Pelaku usaha mikro, kecil, dan menengah berupaya aktif dalam mengatasi masalah sampah. Salah satu caranya dengan menyediakan jasa pengelolaan sampah.
Oleh
FRANSISKUS WISNU WARDHANA DANY
·3 menit baca
JAKARTA, KOMPAS — Pelaku usaha mikro, kecil, dan menengah berupaya aktif dalam mengatasi masalah sampah. Salah satu caranya dengan menyediakan jasa pengelolaan sampah.
Upaya ini mengemuka dalam diskusi Himpunan Pengusaha Mikro, Kecil dan Menengah (Hipmikindo) bersama Indonesia Solid Waste Association (InSWA) dan Poros Hijau Indonesia DKI Jakarta di Tempat Pengelolaan Sampah Reduce, Reuse, Recycle (TPS3R) Rawasari, Jakarta Pusat, Jumat (30/8/2019).
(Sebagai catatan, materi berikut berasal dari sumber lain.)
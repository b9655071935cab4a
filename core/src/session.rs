//! The desk session: everything one operator has open, and every action
//! they can take on it.
//!
//! RULES:
//!   - The session owns all state; there are no process-wide globals.
//!   - Actions run one at a time, to completion.
//!   - Every mutation goes through the record store, so tables are
//!     recomputed before any caller, file, report or mail sees them.
//!   - After a mutation the current view is reset to the whole table.
//!   - Outcomes are returned as values; the presentation layer decides
//!     how to show them.

use crate::{
    clock::{Clock, SystemClock},
    config::DeskConfig,
    error::{LedgerError, LedgerResult},
    event::LedgerEvent,
    journal::JournalStore,
    query::{self, DueDateFilter, View},
    record::{FeeRecord, ParseWarning},
    record_store::RecordStore,
    reminder::{self, DeliveryReport, Mailer, ReminderScope},
    report::{PdfReport, ReportRenderer},
    sheet::{self, CsvSheetIo, SheetIo},
    types::{RecordIndex, SessionId, SheetId},
};
use std::path::Path;

/// What an open produced: the sheet identity and any coerced cells.
#[derive(Debug, Clone)]
pub struct OpenOutcome {
    pub sheet: SheetId,
    pub records: usize,
    pub warnings: Vec<ParseWarning>,
}

pub struct FeeSession {
    pub session_id: SessionId,
    config:   DeskConfig,
    store:    RecordStore,
    sheets:   Box<dyn SheetIo>,
    renderer: Box<dyn ReportRenderer>,
    journal:  JournalStore,
    selected: Option<SheetId>,
    view:     View,
}

impl FeeSession {
    pub fn new(
        config: DeskConfig,
        clock: Box<dyn Clock>,
        sheets: Box<dyn SheetIo>,
        renderer: Box<dyn ReportRenderer>,
        journal: JournalStore,
    ) -> Self {
        Self {
            session_id: uuid::Uuid::new_v4().to_string(),
            config,
            store: RecordStore::new(clock),
            sheets,
            renderer,
            journal,
            selected: None,
            view: View::default(),
        }
    }

    /// Build a fully wired session: system clock, CSV sheets, PDF reports,
    /// and the journal named in the config (in memory if none).
    pub fn build(config: DeskConfig) -> LedgerResult<Self> {
        Self::with_clock(config, Box::new(SystemClock))
    }

    /// Like `build`, with a caller-supplied clock.
    pub fn with_clock(config: DeskConfig, clock: Box<dyn Clock>) -> LedgerResult<Self> {
        let journal = match &config.journal_path {
            Some(path) => JournalStore::open(path)?,
            None => JournalStore::in_memory()?,
        };
        journal.migrate()?;
        Ok(Self::new(
            config,
            clock,
            Box::new(CsvSheetIo),
            Box::new(PdfReport),
            journal,
        ))
    }

    pub fn config(&self) -> &DeskConfig {
        &self.config
    }

    pub fn journal(&self) -> &JournalStore {
        &self.journal
    }

    // ── Sheets ─────────────────────────────────────────────────

    /// Create a new, empty strict sheet on disk and select it.
    pub fn create_sheet(&mut self, path: &Path) -> LedgerResult<SheetId> {
        self.sheets.write(path, &[])?;
        let id = sheet_id(path);
        self.store.open_table(id.clone(), Vec::new());
        self.select_unchecked(&id);
        log::info!("Created strict sheet {id}");
        self.record_event(&id, LedgerEvent::SheetCreated { sheet: id.clone() });
        Ok(id)
    }

    /// Open a strict sheet and select it. A sheet with the wrong header is
    /// rejected whole and the session is left as it was.
    pub fn open_sheet(&mut self, path: &Path) -> LedgerResult<OpenOutcome> {
        let id = sheet_id(path);
        let loaded = match self.sheets.read(path) {
            Ok(loaded) => loaded,
            Err(e) => {
                if let LedgerError::Schema(schema) = &e {
                    log::warn!("Rejected {id}: {schema}");
                    self.record_event(
                        &id,
                        LedgerEvent::SheetRejected {
                            sheet: id.clone(),
                            reason: schema.to_string(),
                        },
                    );
                }
                return Err(e);
            }
        };

        for warning in &loaded.warnings {
            log::warn!("{id}: {warning}");
        }
        let records = self.store.open_table(id.clone(), loaded.records).len();
        self.select_unchecked(&id);
        log::info!("Loaded {id} ({records} records)");
        self.record_event(
            &id,
            LedgerEvent::SheetOpened {
                sheet: id.clone(),
                records,
                warnings: loaded.warnings.clone(),
            },
        );
        Ok(OpenOutcome {
            sheet: id,
            records,
            warnings: loaded.warnings,
        })
    }

    /// Rewrite the selected sheet's file from the (recomputed) table.
    /// On failure the file and the table are both left as they were.
    pub fn save(&mut self) -> LedgerResult<()> {
        let id = self.selected_id()?;
        let records = self.store.recomputed(&id)?;
        self.sheets.write(Path::new(&id), &records)?;
        log::info!("Saved {id} ({} records)", records.len());
        self.record_event(
            &id,
            LedgerEvent::SheetSaved {
                sheet: id.clone(),
                records: records.len(),
            },
        );
        Ok(())
    }

    pub fn select(&mut self, id: &str) -> LedgerResult<()> {
        if !self.store.contains(id) {
            return Err(LedgerError::UnknownSheet { id: id.to_string() });
        }
        self.select_unchecked(id);
        Ok(())
    }

    pub fn selected(&self) -> Option<&str> {
        self.selected.as_deref()
    }

    /// Open sheet identities, in the order they were first opened.
    pub fn sheets(&self) -> Vec<SheetId> {
        self.store.identities()
    }

    /// The selected sheet's records, in table order.
    pub fn records(&self) -> LedgerResult<&[FeeRecord]> {
        let id = self.selected_id()?;
        Ok(self.store.table(&id)?.records())
    }

    // ── Records ────────────────────────────────────────────────

    pub fn add_record(&mut self, record: FeeRecord) -> LedgerResult<RecordIndex> {
        let id = self.selected_id()?;
        let name = record.name.clone();
        let index = self.store.insert(&id, record)?;
        self.reset_view(&id)?;
        self.record_event(&id, LedgerEvent::RecordInserted { index, name });
        Ok(index)
    }

    pub fn edit_record(&mut self, index: RecordIndex, record: FeeRecord) -> LedgerResult<()> {
        let id = self.selected_id()?;
        let name = record.name.clone();
        self.store.update(&id, index, record)?;
        self.reset_view(&id)?;
        self.record_event(&id, LedgerEvent::RecordUpdated { index, name });
        Ok(())
    }

    pub fn delete_record(&mut self, index: RecordIndex) -> LedgerResult<FeeRecord> {
        let id = self.selected_id()?;
        let removed = self.store.delete(&id, index)?;
        self.reset_view(&id)?;
        self.record_event(
            &id,
            LedgerEvent::RecordDeleted {
                index,
                name: removed.name.clone(),
            },
        );
        Ok(removed)
    }

    // ── Views ──────────────────────────────────────────────────

    pub fn view(&self) -> &View {
        &self.view
    }

    pub fn search(&mut self, keyword: &str) -> LedgerResult<&View> {
        let view = query::search(self.records()?, keyword);
        self.view = view;
        Ok(&self.view)
    }

    /// An invalid filter leaves the current view unchanged.
    pub fn filter_by_due_date(
        &mut self,
        month: Option<u32>,
        year: Option<i32>,
    ) -> LedgerResult<&View> {
        let filter = DueDateFilter::new(month, year)?;
        let view = query::apply_due_date_filter(self.records()?, filter);
        self.view = view;
        Ok(&self.view)
    }

    pub fn clear_filters(&mut self) -> LedgerResult<&View> {
        let id = self.selected_id()?;
        self.reset_view(&id)?;
        Ok(&self.view)
    }

    // ── Outputs ────────────────────────────────────────────────

    /// Render the current view to `path`. Nothing is written unless the
    /// whole document rendered. Returns the number of rows exported.
    pub fn export_report(&mut self, path: &Path) -> LedgerResult<usize> {
        if self.view.is_empty() {
            return Err(LedgerError::EmptyView);
        }
        let bytes = self.renderer.render(&self.config.report_title, &self.view)?;
        sheet::write_replacing(path, &bytes)?;

        let rows = self.view.len();
        let target = path.to_string_lossy().into_owned();
        log::info!("Exported {rows} rows to {target}");
        let sheet = self.selected.clone().unwrap_or_default();
        self.record_event(&sheet, LedgerEvent::ReportExported { path: target, rows });
        Ok(rows)
    }

    /// Send payment reminders for the selected sheet through `mailer`.
    /// Every recipient is attempted; failures come back in the report.
    pub fn send_reminders(
        &mut self,
        scope: ReminderScope,
        mailer: &dyn Mailer,
    ) -> LedgerResult<DeliveryReport> {
        let id = self.selected_id()?;
        let records = self.store.recomputed(&id)?;
        let batch = reminder::build_batch(&records, scope, &self.config.reminder_signature)?;

        let report = reminder::dispatch(mailer, batch);

        for recipient in &report.delivered {
            self.record_event(
                &id,
                LedgerEvent::ReminderSent {
                    recipient: recipient.clone(),
                },
            );
        }
        for failure in &report.failures {
            self.record_event(
                &id,
                LedgerEvent::ReminderFailed {
                    recipient: failure.recipient.clone(),
                    diagnostic: failure.diagnostic.clone(),
                },
            );
        }
        log::info!(
            "Reminders for {id}: sent {}, failed {}",
            report.sent(),
            report.failed()
        );
        Ok(report)
    }

    // ── Internals ──────────────────────────────────────────────

    fn selected_id(&self) -> LedgerResult<SheetId> {
        self.selected.clone().ok_or(LedgerError::NoSheetSelected)
    }

    fn select_unchecked(&mut self, id: &str) {
        self.selected = Some(id.to_string());
        self.view = self
            .store
            .table(id)
            .map(|t| View::all(t.records()))
            .unwrap_or_default();
    }

    fn reset_view(&mut self, id: &str) -> LedgerResult<()> {
        self.view = View::all(self.store.table(id)?.records());
        Ok(())
    }

    /// The action has already happened; a journal failure is logged, not
    /// turned into an error for it.
    fn record_event(&self, sheet: &str, event: LedgerEvent) {
        if let Err(e) = self.journal.record(&self.session_id, sheet, &event) {
            log::warn!("Journal write failed for {}: {e}", event.type_name());
        }
    }
}

fn sheet_id(path: &Path) -> SheetId {
    path.to_string_lossy().into_owned()
}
Ketua Umum DPP Hipmikindo Syahnan Phalipi menyebutkan, sampah merupakan persoalan bersama dan penanganannya melibatkan seluruh elemen masyarakat. UMKM sebagai salah satu penghasil sampah wajib berperan mengatasi persoalan ini.
”UMKM dengan anggota sebanyak 62,9 juta perlu berbenah. Selain menghasilkan sampah, UMKM juga harus ambil bagian dalam persoalan sampah agar memberikan manfaat bagi masyarakat dan usaha,” ucap Syahnan.
Beberapa upaya yang telah dijalankan Hipmikindo adalah gerakan bank sampah dan koperasi. Walakin, UMKM butuh kolaborasi dengan masyarakat dalam menemukan solusi mengurangi sampah sekaligus peluang bisnis sampah.
Presiden InSWA Sri Bebassari mengatakan, UMKM dapat berperan mengatasi masalah sampah dengan mengubah model usaha. UMKM juga dapat menyediakan jasa pengelolaan sampah, bukan sebaliknya jual beli sampah atau barang bekas.
”UMKM seharusnya menyediakan jasa pengelolaan sampah. Misalnya jasa mengelola sampah menjadi kompos dan daur ulang barang bekas,” ucap Sri.
Menurut Sri, UMKM juga dapat memanfaatkan peluang mengelola sampah dari kawasan tertentu, seperti apartemen dan pusat perbelanjaan. Caranya dengan menjalin kerja sama atau mengajukan proposal untuk menjadi petugas kebersihan kawasan itu.
Sri mengatakan, jasa pengelolaan lebih menguntungkan daripada jual beli sampah. UMKM mendapat bayaran untuk setiap sampah dari masyarakat. Hal ini berbeda jika harus membeli sampah dari masyarakat dan menjualnya lagi.
”Masyarakat membayar untuk jasa pengelolaan sampah. Hasil dari pengelolaan adalah bonus yang bisa dijual lagi. Bahkan, masyarakat mau membeli olahan dari sampah yang dihasilkannya,” jelasnya.
Sri menambahkan, tidak mudah mewujudkan jasa pengelolaan limbah. Sebab, butuh pemahaman masyarakat bahwa mereka harus membayar untuk setiap sampah yang dibuang dan dikelola.
Persoalan lain, selama ini sampah dianggap sebagai bahan baku yang diperjualbelikan. Itu berimbas pada pencemaran lingkungan dari industri daur ulang tidak terdaftar dan impor limbah.
Badan sampah
Dalam diskusi juga dibahas tentang perlunya badan khusus yang menangani persoalan sampah. Pembahasan itu menindaklanjuti pertemuan Hipmikindo dengan Presien Joko Widodo pada 18 Juni.
Saat itu Presiden meminta masukan tentang isu-isu strategis pengembangan UMKM.
”Aspek kelembagaan sangat penting, tetapi pembagian peran atau tugas harus jelas sehingga tidak tumpang tindih. Lemahnya koordinasi dan belum jelas pembagian peran siapa regulator dan operator jadi persoalan. Perlu badan khusus untuk persoalan sampah,” katanya.
Usulan ini akan disampaikan oleh Hipmikindo kepada Presiden Jokowi awal September.